The reason this is a threat is that young girls universally love unicorns. If North Korea plays this right (or wrong depending on your perspective) young girls will be drawn into Communism because of the lure of unicorns.

Next, Stephen talked about the Recession. It seems even construction workers end up staying home with the kids. To appeal to this market of consumers, there is now a Barbie Doll that is a construction worker. This is a bad idea and Stephen demonstrated why. (Barbie does not have load bearing ankles.) Barbie is also the cause of the Recession, according to Stephen, because she is hogging all the jobs. He had examples: doctor, astronaut, race car driver, police officer, flight attendant, computer engineer, fire fighter, dentist, paleontologist, and a Fox News anchor.

Did you know there is a war against the gays? Luckily, California Governor Jerry Brown has signed a bill, a gay "reparative therapy" ban, because reparative therapy is "based on junk science." (It is interesting that Stephen had a tiny segment about Michele Bachmann on at the beginning of the show and yet he did not mention her in this segment. Maybe that's because it's old news, and yet, old news is still news.)

We got to see highlights of the most effective "anti-gay therapies." These therapies included, and I'm paraphrasing here, making orange juice, playing tennis, going into a locker room, and visiting a bath house. Stephen mentioned that along with banning such therapies, we also have given up trying to cure left-handedness.

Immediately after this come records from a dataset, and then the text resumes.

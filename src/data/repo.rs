//! In-memory settlement repository.

use crate::data::City;

/// Owns the loaded settlements. Built once at startup, then read-only.
#[derive(Debug, Clone, Default)]
pub struct CityRepo {
    cities: Vec<City>,
}

impl CityRepo {
    pub fn new(cities: Vec<City>) -> Self {
        Self { cities }
    }

    pub fn all(&self) -> &[City] {
        &self.cities
    }

    pub fn get(&self, id: u32) -> Option<&City> {
        self.cities.iter().find(|c| c.id == id)
    }

    pub fn len(&self) -> usize {
        self.cities.len()
    }

    pub fn is_empty(&self) -> bool {
        self.cities.is_empty()
    }
}
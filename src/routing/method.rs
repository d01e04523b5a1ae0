//! HTTP method keys for the handler tables.

use std::fmt;
use std::str::FromStr;

use crate::routing::RouteError;

/// Known HTTP methods a route can be registered for.
#[derive(Debug, Clone, Copy, PartialEq, Eq, Hash, PartialOrd, Ord)]
pub enum Method {
    Get,
    Head,
    Post,
    Put,
    Delete,
    Patch,
    Options,
    Connect,
    Trace,
}

impl Method {
    pub fn as_str(&self) -> &'static str {
        match self {
            Method::Get => "GET",
            Method::Head => "HEAD",
            Method::Post => "POST",
            Method::Put => "PUT",
            Method::Delete => "DELETE",
            Method::Patch => "PATCH",
            Method::Options => "OPTIONS",
            Method::Connect => "CONNECT",
            Method::Trace => "TRACE",
        }
    }
}

impl fmt::Display for Method {
    fn fmt(&self, f: &mut fmt::Formatter<'_>) -> fmt::Result {
        f.write_str(self.as_str())
    }
}

impl FromStr for Method {
    type Err = RouteError;

    /// Case-insensitive: `get`, `Get` and `GET` are the same key.
    fn from_str(s: &str) -> Result<Self, Self::Err> {
        match s.to_ascii_uppercase().as_str() {
            "GET" => Ok(Method::Get),
            "HEAD" => Ok(Method::Head),
            "POST" => Ok(Method::Post),
            "PUT" => Ok(Method::Put),
            "DELETE" => Ok(Method::Delete),
            "PATCH" => Ok(Method::Patch),
            "OPTIONS" => Ok(Method::Options),
            "CONNECT" => Ok(Method::Connect),
            "TRACE" => Ok(Method::Trace),
            _ => Err(RouteError::UnknownMethod(s.to_string())),
        }
    }
}
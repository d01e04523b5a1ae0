//! Chart and table aggregations over the settlement data set.
//!
//! # Design Decisions
//! - Each aggregation is a strategy behind the `Aggregation` trait with a
//!   concrete output type, so callers never downcast results
//! - Chart x-values are an explicit `Axis` variant (category or number)
//! - Output order is deterministic: ties break on the category name

pub mod aggregation;
pub mod axis;

pub use aggregation::{
    Aggregation, DistrictAggregation, LongitudeAggregation, SettlementTypeAggregation,
    SettlementTypeStats, DEFAULT_LONGITUDE_BUCKETS,
};
pub use axis::{Axis, GraphPoint};
//! Segment trie used by the router.
//!
//! Every node is one path segment level. Literal children are keyed by their
//! exact text; a node holds at most one `:param` child and at most one
//! `*catch_all` child. Handlers live on the node where a route terminates.

use std::collections::HashMap;

use crate::routing::method::Method;
use crate::routing::router::Handler;

#[derive(Default)]
pub(crate) struct Node {
    /// Segment text as registered (`""` for the root, `users`, `:id`, `*rest`).
    pub(crate) segment: String,
    pub(crate) children: HashMap<String, Node>,
    pub(crate) param_child: Option<Box<Node>>,
    pub(crate) catch_all_child: Option<Box<Node>>,
    pub(crate) handlers: HashMap<Method, Handler>,
}

impl Node {
    pub(crate) fn new(segment: impl Into<String>) -> Self {
        Self {
            segment: segment.into(),
            ..Self::default()
        }
    }

    /// Placeholder name for `:name` and `*name` nodes.
    pub(crate) fn param_name(&self) -> &str {
        self.segment
            .strip_prefix(':')
            .or_else(|| self.segment.strip_prefix('*'))
            .unwrap_or(&self.segment)
    }

    pub(crate) fn literal_child_or_insert(&mut self, segment: &str) -> &mut Node {
        self.children
            .entry(segment.to_string())
            .or_insert_with(|| Node::new(segment))
    }

    /// Returns the existing parameter child or creates one.
    ///
    /// The first registered name is kept for the position; a later route
    /// that spells the placeholder differently shares the same node.
    pub(crate) fn param_child_or_insert(&mut self, segment: &str) -> &mut Node {
        self.param_child
            .get_or_insert_with(|| Box::new(Node::new(segment)))
    }

    pub(crate) fn catch_all_child_or_insert(&mut self, segment: &str) -> &mut Node {
        self.catch_all_child
            .get_or_insert_with(|| Box::new(Node::new(segment)))
    }

    /// Registered methods at this node, in a stable order.
    pub(crate) fn allowed_methods(&self) -> Vec<Method> {
        let mut methods: Vec<Method> = self.handlers.keys().copied().collect();
        methods.sort();
        methods
    }
}

impl std::fmt::Debug for Node {
    fn fmt(&self, f: &mut std::fmt::Formatter<'_>) -> std::fmt::Result {
        f.debug_struct("Node")
            .field("segment", &self.segment)
            .field("children", &self.children)
            .field("param_child", &self.param_child)
            .field("catch_all_child", &self.catch_all_child)
            .field("methods", &self.allowed_methods())
            .finish()
    }
}
//! HTTP protocol handling subsystem.
//!
//! # Data Flow
//! ```text
//! TCP connection
//!     → server.rs (Axum setup, request ID, trace, timeout)
//!     → /static/* → tower-http ServeDir
//!     → anything else → buffer body → routing::Router::dispatch
//!     → ResponseWriter → axum Response → client
//! ```

pub mod server;

pub use server::{AppState, HttpServer};
//! Routing subsystem.
//!
//! # Data Flow
//! ```text
//! Route registration (at startup):
//!     (method, "/users/:id", handler)
//!     → split into segments
//!     → walk/extend segment trie (literal | :param | *catch_all)
//!     → store handler on terminal node under its method
//!
//! Incoming request (method, path):
//!     → router.rs (trie walk, literal > param > catch-all)
//!     → Found(handler, params) | NotFound (404) | MethodNotAllowed (405)
//!     → middleware chain wraps handler (first registered = outermost)
//!     → handler writes into ResponseWriter
//! ```
//!
//! # Design Decisions
//! - Routes compiled at startup, immutable at runtime
//! - No regex, no backtracking: one pass over the segments
//! - Deterministic: same input always matches same route

pub mod error;
pub mod method;
pub mod middleware;
mod node;
pub mod params;
pub mod response;
pub mod router;

pub use error::{MatchError, RouteError};
pub use method::Method;
pub use params::Params;
pub use response::ResponseWriter;
pub use router::{handler_fn, split_path, Handler, Middleware, Request, RouteMatch, Router};
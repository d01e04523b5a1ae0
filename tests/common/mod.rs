//! Shared fixtures for integration tests.

use std::path::Path;

use settlements_web::config::AppConfig;
use tempfile::TempDir;
use tokio::io::{AsyncReadExt, AsyncWriteExt};
use tokio::net::TcpStream;

pub const CITIES_CSV: &str = "\
n,region,municipality,settlement,type,population,children,a,b,c,lat,lon,d,e
1,Moscow oblast,Khimki,Khimki,city,250000,40000,x,x,x,55.89,37.44,x,x
2,Moscow oblast,Dmitrov,Dmitrov,city,70000,11000,x,x,x,56.34,37.52,x,x
3,Tver oblast,Rzhev,Rzhev,city,60000,9000,x,x,x,56.26,34.33,x,x
4,Tver oblast,Rzhev,Itomlya,village,800,90,x,x,x,56.20,34.10,x,x
5,Tver oblast,Rzhev,Empty,village,0,0,x,x,x,56.00,34.00,x,x
";

pub const TEMPLATE: &str = r#"<html>
<table>{% for row in table %}<tr><td>{{ row.type }}</td></tr>{% endfor %}</table>
<canvas data-points="{{ district_chart | json_encode() }}"></canvas>
</html>"#;

/// Writes the CSV and template fixtures and returns a config pointing at them.
///
/// Keep the returned `TempDir` alive for the duration of the test.
pub fn fixture_config() -> (TempDir, AppConfig) {
    let dir = tempfile::tempdir().unwrap();
    let cities = dir.path().join("cities.csv");
    let template = dir.path().join("index.html");
    let static_dir = dir.path().join("static");

    std::fs::write(&cities, CITIES_CSV).unwrap();
    std::fs::write(&template, TEMPLATE).unwrap();
    std::fs::create_dir(&static_dir).unwrap();
    std::fs::write(static_dir.join("app.js"), "console.log('ok');").unwrap();

    let mut config = AppConfig::default();
    config.server.bind_address = "127.0.0.1:0".into();
    config.data.cities_path = path_string(&cities);
    config.server.template_path = path_string(&template);
    config.server.static_dir = path_string(&static_dir);
    config.stats.longitude_buckets = 4;

    (dir, config)
}

fn path_string(path: &Path) -> String {
    path.to_string_lossy().into_owned()
}

/// Minimal HTTP/1.1 GET over a raw socket; returns the full response text.
#[allow(dead_code)]
pub async fn raw_get(addr: std::net::SocketAddr, path: &str) -> String {
    let mut stream = TcpStream::connect(addr).await.unwrap();
    let request = format!("GET {path} HTTP/1.1\r\nHost: {addr}\r\nConnection: close\r\n\r\n");
    stream.write_all(request.as_bytes()).await.unwrap();

    let mut response = String::new();
    stream.read_to_string(&mut response).await.unwrap();
    response
}
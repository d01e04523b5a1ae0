//! Aggregation strategies.

use std::cmp::Ordering;
use std::collections::HashMap;

use serde::Serialize;

use crate::data::City;
use crate::stats::axis::{Axis, GraphPoint};

pub const DEFAULT_LONGITUDE_BUCKETS: usize = 100;

/// A way of summarising the settlement list.
pub trait Aggregation {
    type Output: Serialize;

    fn aggregate(&self, cities: &[City]) -> Self::Output;

    /// Stable identifier used in logs.
    fn name(&self) -> &'static str;
}

/// Per settlement type figures for the summary table.
#[derive(Debug, Clone, PartialEq, Serialize)]
#[serde(rename_all = "camelCase")]
pub struct SettlementTypeStats {
    #[serde(rename = "type")]
    pub kind: String,
    pub avg_population: f64,
    #[serde(rename = "avgChildrens")]
    pub avg_children: f64,
    pub min_population: i64,
    pub max_population: i64,
}

/// Groups by settlement type; sorted by average population, largest first.
#[derive(Debug, Clone, Copy, Default)]
pub struct SettlementTypeAggregation;

#[derive(Default)]
struct TypeAcc {
    count: usize,
    population: i64,
    children: f64,
    min: i64,
    max: i64,
}

impl Aggregation for SettlementTypeAggregation {
    type Output = Vec<SettlementTypeStats>;

    fn aggregate(&self, cities: &[City]) -> Self::Output {
        let mut groups: HashMap<&str, TypeAcc> = HashMap::new();

        for city in cities {
            let acc = groups.entry(city.kind.as_str()).or_default();
            if acc.count == 0 {
                acc.min = city.population;
                acc.max = city.population;
            } else {
                acc.min = acc.min.min(city.population);
                acc.max = acc.max.max(city.population);
            }
            acc.count += 1;
            acc.population += city.population;
            acc.children += city.children;
        }

        let mut result: Vec<SettlementTypeStats> = groups
            .into_iter()
            .map(|(kind, acc)| SettlementTypeStats {
                kind: kind.to_string(),
                avg_population: acc.population as f64 / acc.count as f64,
                avg_children: acc.children / acc.count as f64,
                min_population: acc.min,
                max_population: acc.max,
            })
            .collect();

        result.sort_by(|a, b| {
            b.avg_population
                .partial_cmp(&a.avg_population)
                .unwrap_or(Ordering::Equal)
                .then_with(|| a.kind.cmp(&b.kind))
        });
        result
    }

    fn name(&self) -> &'static str {
        "settlement_type_aggregation"
    }
}

/// Total population per district; largest first.
#[derive(Debug, Clone, Copy, Default)]
pub struct DistrictAggregation;

impl Aggregation for DistrictAggregation {
    type Output = Vec<GraphPoint>;

    fn aggregate(&self, cities: &[City]) -> Self::Output {
        let mut totals: HashMap<&str, i64> = HashMap::new();
        for city in cities {
            *totals.entry(city.district.as_str()).or_default() += city.population;
        }

        let mut totals: Vec<(&str, i64)> = totals.into_iter().collect();
        totals.sort_by(|a, b| b.1.cmp(&a.1).then_with(|| a.0.cmp(b.0)));

        totals
            .into_iter()
            .map(|(district, population)| GraphPoint {
                x: Axis::Categorical(district.to_string()),
                y: population,
            })
            .collect()
    }

    fn name(&self) -> &'static str {
        "district_aggregation"
    }
}

/// Population summed over equal-width longitude buckets, west to east.
///
/// Each point's x is the bucket's starting longitude. The easternmost
/// settlement belongs to the last bucket.
#[derive(Debug, Clone, Copy)]
pub struct LongitudeAggregation {
    buckets: usize,
}

impl LongitudeAggregation {
    /// A zero bucket count falls back to [`DEFAULT_LONGITUDE_BUCKETS`].
    pub fn new(buckets: usize) -> Self {
        let buckets = if buckets == 0 {
            DEFAULT_LONGITUDE_BUCKETS
        } else {
            buckets
        };
        Self { buckets }
    }

    pub fn buckets(&self) -> usize {
        self.buckets
    }
}

impl Default for LongitudeAggregation {
    fn default() -> Self {
        Self::new(DEFAULT_LONGITUDE_BUCKETS)
    }
}

impl Aggregation for LongitudeAggregation {
    type Output = Vec<GraphPoint>;

    fn aggregate(&self, cities: &[City]) -> Self::Output {
        let Some(first) = cities.first() else {
            return Vec::new();
        };

        let (min, max) = cities.iter().fold((first.longitude, first.longitude), |(lo, hi), c| {
            (lo.min(c.longitude), hi.max(c.longitude))
        });
        let step = (max - min) / self.buckets as f64;

        let mut sums = vec![0i64; self.buckets];
        for city in cities {
            let index = if step > 0.0 {
                (((city.longitude - min) / step).floor() as usize).min(self.buckets - 1)
            } else {
                0
            };
            sums[index] += city.population;
        }

        sums.into_iter()
            .enumerate()
            .map(|(i, population)| GraphPoint {
                x: Axis::Numeric(min + i as f64 * step),
                y: population,
            })
            .collect()
    }

    fn name(&self) -> &'static str {
        "longitude_aggregation"
    }
}
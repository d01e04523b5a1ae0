//! Startup orchestration.
//!
//! # Responsibilities
//! - Load the data set and page template named by the configuration
//! - Register every route and router middleware
//! - Hand back a router that is complete before any traffic arrives
//!
//! # Design Decisions
//! - Fail fast: any startup error is fatal
//! - Subsystems initialize in order, not concurrently

use std::path::Path;
use std::sync::Arc;

use thiserror::Error;

use crate::config::AppConfig;
use crate::data::{load_cities, CityRepo, DataError};
use crate::routing::{middleware, Router};
use crate::web::{DashboardController, PageTemplate};

#[derive(Debug, Error)]
pub enum StartupError {
    #[error("failed to load settlement data from {path}: {source}")]
    Data {
        path: String,
        #[source]
        source: DataError,
    },

    #[error("failed to load page template {path}: {source}")]
    Template {
        path: String,
        #[source]
        source: tera::Error,
    },
}

/// Build the fully registered router for `config`.
pub fn build_router(config: &AppConfig) -> Result<Router, StartupError> {
    let cities_path = &config.data.cities_path;
    let cities = load_cities(Path::new(cities_path)).map_err(|source| StartupError::Data {
        path: cities_path.clone(),
        source,
    })?;

    let template_path = &config.server.template_path;
    let page = PageTemplate::load(Path::new(template_path)).map_err(|source| {
        StartupError::Template {
            path: template_path.clone(),
            source,
        }
    })?;

    let repo = Arc::new(CityRepo::new(cities));
    Ok(routes(config, repo, page))
}

/// Register middleware and dashboard routes over already loaded inputs.
pub fn routes(config: &AppConfig, repo: Arc<CityRepo>, page: PageTemplate) -> Router {
    let mut router = Router::new();

    router.use_middleware(middleware::request_logger());
    if config.security.enable_headers {
        router.use_middleware(middleware::security_headers());
    }

    let controller = Arc::new(DashboardController::new(
        repo,
        page,
        config.stats.longitude_buckets,
    ));
    controller.register(&mut router);

    tracing::debug!(?router, "Routes registered");
    router
}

The guest last night was  Malcolm Gladwell, and he brought with him "The Big New Yorker Book of Dogs." Stephen got him to admit that he, Gladwell, does not actually own a dog. He claims it is because his building does not allow dogs. However, he is still a dog lover. A few years back, he saved a dog that was on death row after being wrongly convicted of biting a young girl!


In one of those rare nights, Stephen had a second guest. Friend of the show, Audra McDonald, joined Stephen at the end of the show for a wonderful treat. She and Stephen sang, "Baby, It's Cold Out There." And again, impressive. Both are so talented, great way to end the show.